As I write this, there are hopeful signs (again, of course) that this current omicron wave that has forced our lives to go remote again is peaking; hopeful signs that spring will bring more than warm, fresh air into our lives, but a new (old) way of being human together, with culture and arts, worship and real communion.
- That said, 2021 was not without its extraordinary moments.
We got vaccinated! I’m sure you won’t forget where you got your first dose. Mine was in Morrisville on a Sunday afternoon in mid-March that was bitterly cold. I remember filling up my car at the gas station across the street from the CVS after getting the jab. The sense of gratitude and sheer delight at getting the vaccine, so long anticipated, warmed even that coldest day. - I remember how you started stopping in over the next few months to share the same sense of exhilaration, and how we began dropping masks and then worshiping together indoors (masked, of course); how wonderful it was that it seemed we were on track for a glorious fall reunion. It’s worth holding on to that, even though it didn’t quite work out that way.
- I let go of my resistance to broadcasting our worship service and with the extraordinary help of JT Leavitt, who was finishing up his degree in the spring and is now working in Atlanta, GA, we wired the sanctuary for broadcasting. I cannot thank JT enough for his help in getting the system planned and installed. We are not without our hiccups, still, but it seemed, especially as the situation started looking suddenly worse again by September, that this hybrid mode of worship was appreciated.

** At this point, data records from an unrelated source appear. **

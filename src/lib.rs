//! # Retail Forecast
//!
//! Workspace facade for quarterly UK retail demand forecasting.
//!
//! - [`retail_calendar`]: COICOP category codes and quarter arithmetic
//! - [`demand_forecast`]: upload validation, model registry, future frames,
//!   forecasting pipeline and output tables
//!
//! ## Example
//!
//! ```
//! use retail_forecast_workspace::prelude::*;
//!
//! assert_eq!(parent_of("05.1"), "05");
//! assert_eq!(category_label("05"), Some("Furnishings & Routine Household Maintenance"));
//! ```

pub use demand_forecast;
pub use retail_calendar;

/// Types most callers need
pub mod prelude {
    pub use demand_forecast::{
        DataLoader, FileModelRegistry, ForecastConfig, ForecastError, ForecastPipeline,
        ForecastTable, ModelRegistry, ObservationTable, PipelineReport, Predictor,
    };
    pub use retail_calendar::{category_label, parent_of, Quarter, QuarterAnchor};
}
//! Forecast engine: run a predictor over a future frame

use crate::error::{ForecastError, Result};
use crate::frame::FutureFrame;
use crate::models::Predictor;
use crate::output::ForecastTable;

/// Predict one category and align the values with the frame timestamps
///
/// The frame is passed to the predictor unchanged. Predictor errors, a value
/// count that differs from the frame length and non-finite values are all
/// reported as [`ForecastError::PredictionFailed`] for `code`.
pub fn predict(predictor: &dyn Predictor, code: &str, frame: &FutureFrame) -> Result<ForecastTable> {
    let failed = |reason: String| ForecastError::PredictionFailed {
        code: code.to_string(),
        reason,
    };

    let values = predictor.predict(frame).map_err(|e| failed(e.to_string()))?;

    if values.len() != frame.len() {
        return Err(failed(format!(
            "{} returned {} values for {} periods",
            predictor.name(),
            values.len(),
            frame.len()
        )));
    }

    if let Some(pos) = values.iter().position(|v| !v.is_finite()) {
        return Err(failed(format!(
            "{} returned a non-finite value for {}",
            predictor.name(),
            frame.rows()[pos].ds
        )));
    }

    ForecastTable::new(code, frame.timestamps(), values)
}
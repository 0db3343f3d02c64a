//! COICOP category codes
//!
//! Uploaded data may carry sub-division codes such as `05.1` or codes that
//! lost their leading zero on the way through a spreadsheet (`5`). Forecasting
//! happens per two-digit division, so every code is reduced to its parent first.

/// Separator between a division and its sub-codes
const SUB_CODE_SEPARATOR: char = '.';

/// Width of a parent division code
const PARENT_WIDTH: usize = 2;

/// COICOP division names, ordered by code
pub const COICOP_LEGEND: [(&str, &str); 12] = [
    ("01", "Food & Non-Alcoholic Beverages"),
    ("02", "Alcoholic Beverages & Tobacco"),
    ("03", "Clothing & Footwear"),
    ("04", "Housing, Water, Electricity, Gas"),
    ("05", "Furnishings & Routine Household Maintenance"),
    ("06", "Health"),
    ("07", "Transport"),
    ("08", "Communication"),
    ("09", "Recreation & Culture"),
    ("10", "Education"),
    ("11", "Restaurants & Hotels"),
    ("12", "Miscellaneous Goods & Services"),
];

/// Reduce a raw category code to its parent division code
///
/// Takes the segment before the first `.` and left-pads it with zeros to two
/// characters. Longer segments are returned unchanged. An empty code becomes
/// `"00"`.
///
/// # Examples
///
/// ```
/// use retail_calendar::parent_of;
///
/// assert_eq!(parent_of("05.1"), "05");
/// assert_eq!(parent_of("5"), "05");
/// assert_eq!(parent_of("12"), "12");
/// ```
pub fn parent_of(code: &str) -> String {
    let leading = code
        .trim()
        .split(SUB_CODE_SEPARATOR)
        .next()
        .unwrap_or_default();

    format!("{:0>width$}", leading, width = PARENT_WIDTH)
}

/// Human readable name of a parent division, if it is a known COICOP code
pub fn category_label(parent_code: &str) -> Option<&'static str> {
    COICOP_LEGEND
        .iter()
        .find(|(code, _)| *code == parent_code)
        .map(|(_, label)| *label)
}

- Our choir sang and tears flowed in appreciation and wonder during our Christmas Eve services! Mary Jane and Erik, for the balance of the year did yeoman’s work in providing beautiful music for us, both recorded and live.
- Lori Morse instituted “Church School en plein air” as she met with our children outdoors in September and October. It seemed that children and teacher enjoyed that setup and spent many hours talking about and working on a project called “Be the Church.”
- Despite the pandemic, I officiated at 8 funerals and 4 weddings, one of which was my sister-in-law’s, a real delight. That’s compared to only 6 funerals in 2020.
- Finally, because it isn’t mentioned anywhere else, you have continued to support this “Light on a Hill,” to quote a recent newspaper article about the extensive maintenance projects that went on here in 2021, in magnificent ways. Your Board of Finance asked for a 5% increase, when it came to pledge time, and you came very close to that. In a time when many churches are struggling to carry on, we are, it must be said, doing very well. Last we held our first fund-raiser since the pandemic (a historically successful tag sale – not the best, but within the top 5!). It remains to be seen what our fundraisers will look like in 2022. We keep our fingers crossed.
So, you can see, we haven’t been silent. Neither have we been barbaric, but have steadily continued to believe that we are not defined by disease or illness, as we prophetically affirmed at our Ash Wednesday service in 2020 just before the pandemic shut us down. No matter how ruined this world may seem, and no matter how terrible our despair, as long as we continue to be, our very humanity tells us that life has meaning. “Our life, as individual persons and as members of a perplexed and struggling race, provokes us with the evidence that it must have meaning.” (No Man Is An Island, Merton) Yes, some of that meaning still escapes us – but not all. You, we, are living proof of that. And so I quote one last person – St. Paul – “I thank God every time I remember you.”